• Italia
  • lunedì 7 ottobre 2013

Quando è cambiata la vita di Saviano

Lo ha raccontato oggi in tribunale a Napoli, durante il processo per le minacce ricevute dai boss dei casalesi

Repubblica riporta la testimonianza dello scrittore Roberto Saviano al processo per le minacce ricevute dai boss del clan dei casalesi, durante l’appello del processo Spartacus nel 2008.
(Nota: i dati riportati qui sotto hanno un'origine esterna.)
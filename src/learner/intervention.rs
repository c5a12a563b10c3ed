//! Defines the `InterventionLearner`, a decorator that lets any `Learner` handle data in which
//! the modelled variable was sometimes intervened upon.
//!
//! A row where the target was set from outside the process tells us nothing about the
//! distribution of the target given its parents, so those rows are removed (from `x` and `z`
//! alike) before the sub-learner sees the data.

use crate::model::{Model, Msy, Params, SufficientStats};
use crate::selector::RowSelector;
use crate::status::RowStatus;
use crate::util::{MmlError, Result};
use crate::variable::{Column, Table};
use super::{unsupported, Learner};

use std::fmt;
use tracing::debug;

/// Find the rows of `x` that must be passed on to a learner.
///
/// # Returns
/// * `None` if every row is `RowStatus::Proper`, meaning the data can be used as is
/// * otherwise, the indices of the proper rows in their original order
///
/// # Errors
/// * `MmlError::UnhandledStatus` for the first row that is neither proper nor an intervention
pub fn filter_rows(x: &dyn Column) -> Result<Option<Vec<usize>>> {
    let mut rows = Vec::with_capacity(x.len());

    for row in 0..x.len() {
        match x.status(row) {
            RowStatus::Proper => rows.push(row),
            RowStatus::Intervention => (),
            status => return Err(MmlError::UnhandledStatus { row, status })
        }
    }

    if rows.len() == x.len() {
        Ok(None)
    } else {
        Ok(Some(rows))
    }
}

/// Wraps a sub-learner, hiding intervened rows of the target from it.
///
/// Only fitting from raw data is filtered. Sufficient statistics have already lost the row
/// statuses, so `s_parameterize` and `s_cost` are unsupported. Costing a model fitted elsewhere
/// (`cost`) is unsupported too; call the sub-learner directly for that.
#[derive(Clone, Debug, PartialEq)]
pub struct InterventionLearner<L> {

    sub: L

}

impl<L: Learner> InterventionLearner<L> {

    /// Wrap `sub`
    pub fn new(sub: L) -> Self {
        InterventionLearner { sub }
    }

    /// The wrapped learner
    pub fn sub(&self) -> &L {
        &self.sub
    }

    /// Run `op` on `x` and `z` with the intervened rows removed.
    fn filtered<T, F>(&self, x: &dyn Column, z: &dyn Table, op: F) -> Result<T>
        where F: FnOnce(&dyn Column, &dyn Table) -> Result<T>
    {
        if x.len() != z.num_rows() {
            return Err(MmlError::LengthMismatch { expected: x.len(), found: z.num_rows() });
        }

        match filter_rows(x)? {
            None => op(x, z),
            Some(rows) => {
                debug!(learner = %self, rows = x.len(), dropped = x.len() - rows.len(), "dropping intervened rows");
                let z = RowSelector::over_table(z, Some(rows.clone()), None)?;
                let x = RowSelector::over_column(x, Some(rows))?;
                op(&x, &z)
            }
        }
    }

}

impl<L: Learner> fmt::Display for InterventionLearner<L> {

    fn fmt(&self, f: &mut fmt::Formatter) -> fmt::Result {
        write!(f, "intervention({})", self.sub.name())
    }

}

impl<L: Learner> Learner for InterventionLearner<L> {

    fn name(&self) -> String {
        self.to_string()
    }

    fn parameterize(&self, prior: Option<&Params>, x: &dyn Column, z: &dyn Table) -> Result<Msy> {
        self.filtered(x, z, |x, z| self.sub.parameterize(prior, x, z))
    }

    fn s_parameterize(&self, _model: &Model, _stats: &SufficientStats) -> Result<Msy> {
        Err(unsupported(self, "s_parameterize"))
    }

    fn cost(
        &self,
        _model: &Model,
        _prior: Option<&Params>,
        _x: &dyn Column,
        _z: &dyn Table,
        _params: &Params
    ) -> Result<f64> {
        Err(unsupported(self, "cost"))
    }

    fn s_cost(&self, _model: &Model, _stats: &SufficientStats, _params: &Params) -> Result<f64> {
        Err(unsupported(self, "s_cost"))
    }

    /// An `Msy` from this learner was produced by the sub-learner, so it is costed there.
    fn msy_cost(&self, msy: &Msy) -> Result<f64> {
        self.sub.msy_cost(msy)
    }

    fn parameterize_and_cost(&self, prior: Option<&Params>, x: &dyn Column, z: &dyn Table) -> Result<f64> {
        self.filtered(x, z, |x, z| self.sub.parameterize_and_cost(prior, x, z))
    }

    fn s_parameterize_and_cost(&self, _model: &Model, _stats: &SufficientStats) -> Result<f64> {
        Err(unsupported(self, "s_parameterize_and_cost"))
    }

}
Lo scrittore Roberto Saviano è in tribunale a Napoli come testimone al processo per le minacce ricevute durante l’appello di “Spartacus” dai boss del clan dei casalesi Francesco Bidognetti e Antonio Iovine tramite i loro legali. Il dibattimento è in corso davanti alla terza sezione del Tribunale, collegio A.
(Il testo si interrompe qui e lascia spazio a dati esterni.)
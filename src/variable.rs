//! Definition of the variable module
//!
//! The observations of a discrete random variable are held in a `Column`: an ordered sequence of
//! integer codes in `[0, arity)`, each tagged with a `RowStatus`. A `Table` is a row-aligned set
//! of such columns, used to carry the parents of the variable being modelled.
//!
//! Both are traits so that learners can be handed owned data (`DiscreteColumn`, `Frame`) or a
//! view over it (`RowSelector`) interchangeably.

use crate::status::RowStatus;
use crate::util::{MmlError, Result};

/// The observed values of a single discrete variable.
pub trait Column {

    /// The number of rows in the `Column`
    fn len(&self) -> usize;

    /// The size of the domain. Valid codes are `0..arity`
    fn arity(&self) -> usize;

    /// The code observed at `row`.
    ///
    /// # Panics
    /// if `row >= self.len()`
    fn code(&self, row: usize) -> usize;

    /// The status of the observation at `row`.
    ///
    /// # Panics
    /// if `row >= self.len()`
    fn status(&self, row: usize) -> RowStatus;

    /// Check if the `Column` has no rows
    fn is_empty(&self) -> bool {
        self.len() == 0
    }

}

/// A row-aligned collection of discrete `Column`s.
pub trait Table {

    /// The number of rows shared by every column
    fn num_rows(&self) -> usize;

    /// The number of columns
    fn num_columns(&self) -> usize;

    /// The arity of `column`
    fn arity(&self, column: usize) -> usize;

    /// The code at (`row`, `column`)
    fn code(&self, row: usize, column: usize) -> usize;

}


/// An in-memory `Column`.
#[derive(Clone, Debug, PartialEq)]
pub struct DiscreteColumn {

    /// The size of the domain
    arity: usize,

    /// The raw codes. These are not checked against `arity`; consumers validate what they read.
    codes: Vec<usize>,

    /// Per-row status, `None` when every row is `RowStatus::Proper`
    statuses: Option<Vec<RowStatus>>

}

impl DiscreteColumn {

    /// Construct a `DiscreteColumn` over the domain `0..arity` where every row is proper.
    ///
    /// # Errors
    /// * `MmlError::InvalidArity` if `arity == 0`
    pub fn new(arity: usize, codes: Vec<usize>) -> Result<Self> {
        if arity == 0 {
            return Err(MmlError::InvalidArity(arity));
        }

        Ok(DiscreteColumn { arity, codes, statuses: None })
    }

    /// Construct a two-valued `DiscreteColumn`
    pub fn binary(codes: Vec<usize>) -> Result<Self> {
        DiscreteColumn::new(2, codes)
    }

    /// Replace the status of every row.
    ///
    /// # Errors
    /// * `MmlError::LengthMismatch` if there is not exactly one status per row
    pub fn with_statuses(mut self, statuses: Vec<RowStatus>) -> Result<Self> {
        if statuses.len() != self.codes.len() {
            return Err(MmlError::LengthMismatch { expected: self.codes.len(), found: statuses.len() });
        }

        self.statuses = Some(statuses);
        Ok(self)
    }

    /// Set the status of a single row.
    ///
    /// # Errors
    /// * `MmlError::InvalidSelection` if `row` is not a row of this column
    pub fn with_status(mut self, row: usize, status: RowStatus) -> Result<Self> {
        let len = self.codes.len();
        if row >= len {
            return Err(MmlError::InvalidSelection { index: row, len });
        }

        self.statuses.get_or_insert_with(|| vec![RowStatus::Proper; len])[row] = status;
        Ok(self)
    }

    /// The raw codes of the column
    pub fn codes(&self) -> &[usize] {
        &self.codes
    }

}

impl Column for DiscreteColumn {

    fn len(&self) -> usize {
        self.codes.len()
    }

    fn arity(&self) -> usize {
        self.arity
    }

    fn code(&self, row: usize) -> usize {
        self.codes[row]
    }

    fn status(&self, row: usize) -> RowStatus {
        match self.statuses {
            Some(ref statuses) => statuses[row],
            None => {
                assert!(row < self.codes.len(), "row {} out of range", row);
                RowStatus::Proper
            }
        }
    }

}


/// An in-memory `Table`.
///
/// A `Frame` may have no columns at all, in which case it still records a row count. This is
/// how a variable without parents is presented to a learner.
#[derive(Clone, Debug, PartialEq)]
pub struct Frame {

    rows: usize,

    columns: Vec<DiscreteColumn>

}

impl Frame {

    /// Construct a `Frame` with `rows` rows and no columns
    pub fn empty(rows: usize) -> Self {
        Frame { rows, columns: Vec::new() }
    }

    /// Construct a `Frame` from row-aligned columns.
    ///
    /// # Errors
    /// * `MmlError::InvalidParameter` if `columns` is empty (use `Frame::empty`)
    /// * `MmlError::LengthMismatch` if the columns do not all have the same length
    pub fn new(columns: Vec<DiscreteColumn>) -> Result<Self> {
        let rows = match columns.first() {
            Some(c) => c.len(),
            None => {
                return Err(MmlError::InvalidParameter(
                    String::from("a Frame needs at least one column, use Frame::empty otherwise")
                ));
            }
        };

        if let Some(c) = columns.iter().find(|c| c.len() != rows) {
            return Err(MmlError::LengthMismatch { expected: rows, found: c.len() });
        }

        Ok(Frame { rows, columns })
    }

    /// Get a column of the `Frame`
    pub fn column(&self, idx: usize) -> Option<&DiscreteColumn> {
        self.columns.get(idx)
    }

}

impl Table for Frame {

    fn num_rows(&self) -> usize {
        self.rows
    }

    fn num_columns(&self) -> usize {
        self.columns.len()
    }

    fn arity(&self, column: usize) -> usize {
        self.columns[column].arity()
    }

    fn code(&self, row: usize, column: usize) -> usize {
        self.columns[column].code(row)
    }

}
Comincia il pm : “Teste Roberto Saviano, dica al tribunale qual è la sua attività e quali sono le fasi salienti che l’hanno portata a diventare il giovane autore di Gomorra”. Sono le 11.36. Lo scrittore, circondato da quattro carabinieri, entra nell’aula 115 del tribunale. Saviano è parte lesa nel processo che vede imputati per “minacce aggravate dall’articolo 7”, ovvero dalla finalità mafiosa, i superboss Bidognetti e Iovine, e gli avvocati Michele Santonastaso e Carmine D’Aniello.
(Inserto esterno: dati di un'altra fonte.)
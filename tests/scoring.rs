//! Scoring a small network family by family, the way a structure search would

use mmlscore::{
    BdeCptLearner, BdeLearner, Column, DiscreteColumn, Frame, Learner, LearnerConfig, MlLearner,
    MmlError, Params, RowSelector, RowStatus, Table,
};

use itertools::iproduct;
use rand::rngs::StdRng;
use rand::{Rng, SeedableRng};

fn close(a: f64, b: f64) -> bool {
    (a - b).abs() < 1e-8
}

#[test]
/// With no data every learner with a prior predicts uniformly and charges nothing
fn no_data() {
    for (&ess, arity) in iproduct!([0.5, 1.0, 2.5, 5.0, 9.6].iter(), 1usize..6) {
        let learner = BdeLearner::new(ess).unwrap();
        let x = DiscreteColumn::new(arity, vec![]).unwrap();
        let z = Frame::empty(0);

        match learner.parameterize(None, &x, &z).unwrap().params {
            Params::Probabilities(p) => assert!(p.iter().all(|&v| close(1.0 / arity as f64, v))),
            _ => panic!("Wrong parameter type")
        }
        assert_eq!(0.0, learner.parameterize_and_cost(None, &x, &z).unwrap());
    }

    let x = DiscreteColumn::binary(vec![]).unwrap();
    assert_eq!(Some(MmlError::EmptyInput), MlLearner::new().parameterize(None, &x, &Frame::empty(0)).err());
}

#[test]
/// x depends on a, b is noise: the table over a should be cheaper than the table over b
fn parent_choice() {
    let mut rng = StdRng::seed_from_u64(42);
    let n = 400;

    let a: Vec<usize> = (0..n).map(|_| rng.gen_range(0..2)).collect();
    let b: Vec<usize> = (0..n).map(|_| rng.gen_range(0..2)).collect();
    let x: Vec<usize> = a.iter().map(|&v| if rng.gen_bool(0.9) { v } else { 1 - v }).collect();

    let x = DiscreteColumn::binary(x).unwrap();
    let parents = Frame::new(vec![
        DiscreteColumn::binary(a).unwrap(),
        DiscreteColumn::binary(b).unwrap()
    ]).unwrap();

    let learner = BdeCptLearner::new(1.0).unwrap();
    let cost = |columns: Vec<usize>| {
        let z = RowSelector::over_table(&parents, None, Some(columns)).unwrap();
        learner.parameterize_and_cost(None, &x, &z).unwrap()
    };

    let given_a = cost(vec![0]);
    let given_b = cost(vec![1]);
    let marginal = cost(vec![]);
    assert!(given_a < marginal, "{} >= {}", given_a, marginal);
    assert!(given_a < given_b, "{} >= {}", given_a, given_b);
}

#[test]
/// The same bootstrap rows applied to a target and its parents keep them aligned
fn bootstrap_alignment() {
    let mut rng = StdRng::seed_from_u64(7);
    let x = DiscreteColumn::new(3, vec![0, 1, 2, 1, 0, 2]).unwrap();
    let z = Frame::new(vec![DiscreteColumn::new(3, vec![0, 1, 2, 1, 0, 2]).unwrap()]).unwrap();

    let rows = mmlscore::selector::bootstrap_rows(x.len(), 50, &mut rng);
    let xs = RowSelector::over_column(&x, Some(rows.clone())).unwrap();
    let zs = RowSelector::over_table(&z, Some(rows), None).unwrap();

    assert_eq!(50, xs.len());
    assert!((0..xs.len()).all(|r| xs.code(r) == zs.code(r, 0)));
}

#[test]
/// A learner stack read from configuration scores intervened data
fn configured_stack() {
    let config: LearnerConfig = serde_json::from_str(r#"{
        "learner": "intervention",
        "sub": { "learner": "bde", "ess": 2.0 }
    }"#).unwrap();
    let learner = config.build().unwrap();

    let x = DiscreteColumn::binary(vec![1, 0, 0])
        .unwrap()
        .with_status(0, RowStatus::Intervention)
        .unwrap();
    let z = Frame::empty(3);

    // rows [0, 0]: 1/2 * 2/3
    let expected = -(0.5 * 2.0 / 3.0_f64).ln();
    assert!(close(expected, learner.parameterize_and_cost(None, &x, &z).unwrap()));
    assert_eq!("intervention(bde(2))", learner.name());
}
“La mia vita comincia a cambiare dopo che a Casal di Principe, invitato dall’allora presidente Bertinotti e dall’ex assessore regionale Gabriele, dico ad alta voce i nomi dei boss che nessuno aveva mai pronunciato da un palco: i nomi di Schiavone, di Bidognetti, di Iovine. In piazza, mentre io parlavo agli studenti, in pubblico, di quei nomi che devastavano il territorio, qualcosa successe: il figlio di Schiavone-Sandokan mi fissa, parla e dice delle cose in strada, la gente si gira, non guarda più noi ma guarda lui”.